What exactly is a bear market?
I can't give you an "official" definition for a bear market, because one doesn't exist. But the generally accepted definition is a decline of roughly 20 percent or more in a broad stock market index, such as the Standard & Poor's 500. By that yardstick, we have been in a bear since March 12th when the S&P 500 closed 23 percent below its March 24, 2000 peak. Nasdaq had already fallen far more than 20 percent by the time the S&P 500 slipped into bear territory. But because Nasdaq is so heavily weighted toward technology stocks, most market experts don't consider it a good benchmark for tracking bears.
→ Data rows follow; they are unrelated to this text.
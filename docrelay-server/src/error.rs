//! # API Errors
//!
//! Request-level failures and their mapping onto status codes and envelopes.

use axum::{
    Json,
    extract::rejection::{JsonRejection, QueryRejection},
    http::StatusCode,
    response::{IntoResponse, Response},
};
use serde_json::Value;
use thiserror::Error;

use docrelay::error::DocumentStoreError;

use crate::envelope::Envelope;

/// Result type for request handlers
pub type ApiResult<T> = Result<T, ApiError>;

/// Errors that end a request with a single error envelope.
///
/// Per-item update failures are not represented here: they are reported inside a
/// successful batch response.
#[derive(Debug, Clone, Error)]
pub enum ApiError {
    /// The endpoint exists but not for this verb
    #[error("Method Not Allowed")]
    MethodNotAllowed,

    /// No endpoint at this path; the path is sent as `error`
    #[error("Not Found")]
    NotFound(String),

    /// Missing or malformed request input
    #[error("{0}")]
    Validation(String),

    #[error("Database \"{0}\" not found")]
    DatabaseNotFound(String),

    #[error("Collection \"{collection}\" not found in database \"{database}\"")]
    CollectionNotFound { collection: String, database: String },

    /// Unexpected failure from the database layer; the driver message is sent as `error`
    #[error("Fail")]
    Upstream(String),
}

impl ApiError {
    /// Get HTTP status code for this error
    pub fn status_code(&self) -> StatusCode {
        match self {
            ApiError::MethodNotAllowed => StatusCode::METHOD_NOT_ALLOWED,
            ApiError::Validation(_) => StatusCode::BAD_REQUEST,
            ApiError::NotFound(_)
            | ApiError::DatabaseNotFound(_)
            | ApiError::CollectionNotFound { .. } => StatusCode::NOT_FOUND,
            ApiError::Upstream(_) => StatusCode::INTERNAL_SERVER_ERROR,
        }
    }

    /// The envelope describing this error.
    pub fn envelope(&self) -> Envelope {
        match self {
            ApiError::Upstream(detail) => Envelope::err_with(self.to_string(), Value::String(detail.clone())),
            ApiError::NotFound(path) => {
                Envelope::err_with(self.to_string(), Value::String(format!("No route for {path}")))
            }
            _ => Envelope::err(self.to_string()),
        }
    }
}

impl From<DocumentStoreError> for ApiError {
    fn from(err: DocumentStoreError) -> Self {
        match err {
            DocumentStoreError::DatabaseNotFound(database) => ApiError::DatabaseNotFound(database),
            DocumentStoreError::CollectionNotFound(collection, database) => {
                ApiError::CollectionNotFound { collection, database }
            }
            DocumentStoreError::InvalidQuery(_) | DocumentStoreError::InvalidDocument(_) => {
                ApiError::Validation(err.to_string())
            }
            DocumentStoreError::Serialization(detail)
            | DocumentStoreError::Initialization(detail)
            | DocumentStoreError::Backend(detail)
            | DocumentStoreError::Unknown(detail) => ApiError::Upstream(detail),
        }
    }
}

impl From<JsonRejection> for ApiError {
    fn from(rejection: JsonRejection) -> Self {
        ApiError::Validation(rejection.body_text())
    }
}

impl From<QueryRejection> for ApiError {
    fn from(rejection: QueryRejection) -> Self {
        ApiError::Validation(rejection.body_text())
    }
}

impl IntoResponse for ApiError {
    fn into_response(self) -> Response {
        (self.status_code(), Json(self.envelope())).into_response()
    }
}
The eight bear markets we've had since 1960 (excluding the current one) have lasted 12 months on average, during which the S&P index declined an average 29.3 percent. It typically took the index another 20 months to climb back to its pre-bear peak. Of course, some of those downturns were mere Pooh bears -- the 1990 bear market lasted just two months and saw stock prices decline "barely" 20 percent -- while others were full-fledged grizzlies -- the 1973-74 bear market dragged on for 21 months during which stocks lost 48.2 percent of their value.
How long will this bear last? Unfortunately, neither I nor anyone else can make such predictions. But I do know that eventually this bear will give way to a sprightly new bull that will carry stock prices even higher than before.